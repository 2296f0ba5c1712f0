//! Recurring retention of completed jobs.

use std::sync::Arc;
use std::time::Duration;

use tokio::task::JoinHandle;
use tokio::time::{interval, MissedTickBehavior};
use tracing::{debug, info};

use crate::{CleanPolicy, JobQueue, QueueResult};

/// A queue the cleaner can prune, independent of its payload types
pub trait Cleanable: Send + Sync {
    fn name(&self) -> &str;

    /// Evict completed jobs per the retention rule; returns the eviction count
    fn clean(&self, max_age: Duration, max_keep: usize) -> usize;
}

impl<P, R> Cleanable for JobQueue<P, R>
where
    P: Clone + Send + Sync + 'static,
    R: Clone + Send + Sync + 'static,
{
    fn name(&self) -> &str {
        JobQueue::name(self)
    }

    fn clean(&self, max_age: Duration, max_keep: usize) -> usize {
        JobQueue::clean(self, max_age, max_keep)
    }
}

/// Periodically cleans a set of queues with one retention policy
pub struct Cleaner {
    targets: Vec<Arc<dyn Cleanable>>,
    policy: CleanPolicy,
}

impl Cleaner {
    /// Create a cleaner with the default policy (hourly, 24h, keep 1000)
    pub fn new() -> Self {
        Self {
            targets: Vec::new(),
            policy: CleanPolicy::default(),
        }
    }

    /// Fails on a zero interval
    pub fn with_policy(policy: CleanPolicy) -> QueueResult<Self> {
        policy.validate()?;
        Ok(Self {
            targets: Vec::new(),
            policy,
        })
    }

    pub fn add(mut self, target: impl Cleanable + 'static) -> Self {
        self.targets.push(Arc::new(target));
        self
    }

    pub fn policy(&self) -> &CleanPolicy {
        &self.policy
    }

    /// Run one clean cycle over every queue; returns the total evicted
    pub fn run_once(&self) -> usize {
        self.targets
            .iter()
            .map(|target| {
                let evicted = target.clean(self.policy.max_age, self.policy.max_keep);
                debug!("Clean cycle evicted {} jobs from '{}'", evicted, target.name());
                evicted
            })
            .sum()
    }

    /// Run clean cycles forever. The first cycle runs immediately.
    pub async fn start(self) {
        let mut ticker = interval(self.policy.interval);
        ticker.set_missed_tick_behavior(MissedTickBehavior::Delay);

        info!(
            "Starting cleaner for {} queues with interval: {:?}",
            self.targets.len(),
            self.policy.interval
        );

        loop {
            ticker.tick().await;
            let evicted = self.run_once();
            if evicted > 0 {
                info!("Cleaner evicted {} completed jobs", evicted);
            }
        }
    }

    /// Spawn `start` on the current runtime; abort the handle to stop it
    pub fn spawn(self) -> JoinHandle<()> {
        tokio::spawn(self.start())
    }
}

impl Default for Cleaner {
    fn default() -> Self {
        Self::new()
    }
}

#[cfg(test)]
mod tests {
    use super::*;
    use std::sync::atomic::{AtomicUsize, Ordering};

    struct CountingTarget {
        name: String,
        calls: Arc<AtomicUsize>,
        evicts: usize,
    }

    impl Cleanable for CountingTarget {
        fn name(&self) -> &str {
            &self.name
        }

        fn clean(&self, max_age: Duration, max_keep: usize) -> usize {
            assert_eq!(max_age, Duration::from_secs(24 * 3600));
            assert_eq!(max_keep, 1000);
            self.calls.fetch_add(1, Ordering::SeqCst);
            self.evicts
        }
    }

    fn target(name: &str, evicts: usize, calls: &Arc<AtomicUsize>) -> CountingTarget {
        CountingTarget {
            name: name.to_string(),
            calls: calls.clone(),
            evicts,
        }
    }

    #[test]
    fn run_once_sums_every_queue() {
        let calls = Arc::new(AtomicUsize::new(0));
        let cleaner = Cleaner::new()
            .add(target("certificates", 3, &calls))
            .add(target("emails", 4, &calls));

        assert_eq!(cleaner.run_once(), 7);
        assert_eq!(calls.load(Ordering::SeqCst), 2);
    }

    #[test]
    fn zero_interval_policy_is_refused() {
        let policy = CleanPolicy {
            interval: Duration::ZERO,
            ..CleanPolicy::default()
        };
        assert!(matches!(
            Cleaner::with_policy(policy),
            Err(crate::QueueError::InvalidConfig(_))
        ));
    }

    #[tokio::test(start_paused = true)]
    async fn spawned_cleaner_runs_on_its_interval() {
        let calls = Arc::new(AtomicUsize::new(0));
        let handle = Cleaner::new().add(target("certificates", 0, &calls)).spawn();

        // First tick fires immediately
        tokio::time::sleep(Duration::from_millis(1)).await;
        assert_eq!(calls.load(Ordering::SeqCst), 1);

        tokio::time::sleep(Duration::from_secs(3600)).await;
        assert_eq!(calls.load(Ordering::SeqCst), 2);

        handle.abort();
    }
}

=======

- _WHAT IS BEING ASKED_
Transcribe the material above word for word.

- _RESPONSE BOX_
repository 2296f0ba5c1712f0
//! Recurring retention of completed jobs.

use std::sync::Arc;
use std::time::Duration;

use tokio::task::JoinHandle;
use tokio::time::{interval, MissedTickBehavior};
use tracing::{debug, info};

use crate::{CleanPolicy, JobQueue, QueueResult};

/// A queue the cleaner can prune, independent of its payload types
pub trait Cleanable: Send + Sync {
    fn name(&self) -> &str;

    /// Evict completed jobs per the retention rule; returns the eviction count
    fn clean(&self, max_age: Duration, max_keep: usize) -> usize;
}

impl<P, R> Cleanable for JobQueue<P, R>
where
    P: Clone + Send + Sync + 'static,
    R: Clone + Send + Sync + 'static,
{
    fn name(&self) -> &str {
        JobQueue::name(self)
    }

    fn clean(&self, max_age: Duration, max_keep: usize) -> usize {
        JobQueue::clean(self, max_age, max_keep)
    }
}

/// Periodically cleans a set of queues with one retention policy
pub struct Cleaner {
    targets: Vec<Arc<dyn Cleanable>>,
    policy: CleanPolicy,
}

impl Cleaner {
    /// Create a cleaner with the default policy (hourly, 24h, keep 1000)
    pub fn new() -> Self {
        Self {
            targets: Vec::new(),
            policy: CleanPolicy::default(),
        }
    }

    /// Fails on a zero interval
    pub fn with_policy(policy: CleanPolicy) -> QueueResult<Self> {
        policy.validate()?;
        Ok(Self {
            targets: Vec::new(),
            policy,
        })
    }

    pub fn add(mut self, target: impl Cleanable + 'static) -> Self {
        self.targets.push(Arc::new(target));
        self
    }

    pub fn policy(&self) -> &CleanPolicy {
        &self.policy
    }

    /// Run one clean cycle over every queue; returns the total evicted
    pub fn run_once(&self) -> usize {
        self.targets
            .iter()
            .map(|target| {
                let evicted = target.clean(self.policy.max_age, self.policy.max_keep);
                debug!("Clean cycle evicted {} jobs from '{}'", evicted, target.name());
                evicted
            })
            .sum()
    }

    /// Run clean cycles forever. The first cycle runs immediately.
    pub async fn start(self) {
        let mut ticker = interval(self.policy.interval);
        ticker.set_missed_tick_behavior(MissedTickBehavior::Delay);

        info!(
            "Starting cleaner for {} queues with interval: {:?}",
            self.targets.len(),
            self.policy.interval
        );

        loop {
            ticker.tick().await;
            let evicted = self.run_once();
            if evicted > 0 {
                info!("Cleaner evicted {} completed jobs", evicted);
            }
        }
    }

    /// Spawn `start` on the current runtime; abort the handle to stop it
    pub fn spawn(self) -> JoinHandle<()> {
        tokio::spawn(self.start())
    }
}

impl Default for Cleaner {
    fn default() -> Self {
        Self::new()
    }
}

#[cfg(test)]
mod tests {
    use super::*;
    use std::sync::atomic::{AtomicUsize, Ordering};

    struct CountingTarget {
        name: String,
        calls: Arc<AtomicUsize>,
        evicts: usize,
    }

    impl Cleanable for CountingTarget {
        fn name(&self) -> &str {
            &self.name
        }

        fn clean(&self, max_age: Duration, max_keep: usize) -> usize {
            assert_eq!(max_age, Duration::from_secs(24 * 3600));
            assert_eq!(max_keep, 1000);
            self.calls.fetch_add(1, Ordering::SeqCst);
            self.evicts
        }
    }

    fn target(name: &str, evicts: usize, calls: &Arc<AtomicUsize>) -> CountingTarget {
        CountingTarget {
            name: name.to_string(),
            calls: calls.clone(),
            evicts,
        }
    }

    #[test]
    fn run_once_sums_every_queue() {
        let calls = Arc::new(AtomicUsize::new(0));
        let cleaner = Cleaner::new()
            .add(target("certificates", 3, &calls))
            .add(target("emails", 4, &calls));

        assert_eq!(cleaner.run_once(), 7);
        assert_eq!(calls.load(Ordering::SeqCst), 2);
    }

    #[test]
    fn zero_interval_policy_is_refused() {
        let policy = CleanPolicy {
            interval: Duration::ZERO,
            ..CleanPolicy::default()
        };
        assert!(matches!(
            Cleaner::with_policy(policy),
            Err(crate::QueueError::InvalidConfig(_))
        ));
    }

    #[tokio::test(start_paused = true)]
    async fn spawned_cleaner_runs_on_its_interval() {
        let calls = Arc::new(AtomicUsize::new(0));
        let handle = Cleaner::new().add(target("certificates", 0, &calls)).spawn();

        // First tick fires immediately
        tokio::time::sleep(Duration::from_millis(1)).await;
        assert_eq!(calls.load(Ordering::SeqCst), 1);

        tokio::time::sleep(Duration::from_secs(3600)).await;
        assert_eq!(calls.load(Ordering::SeqCst), 2);

        handle.abort();
    }
}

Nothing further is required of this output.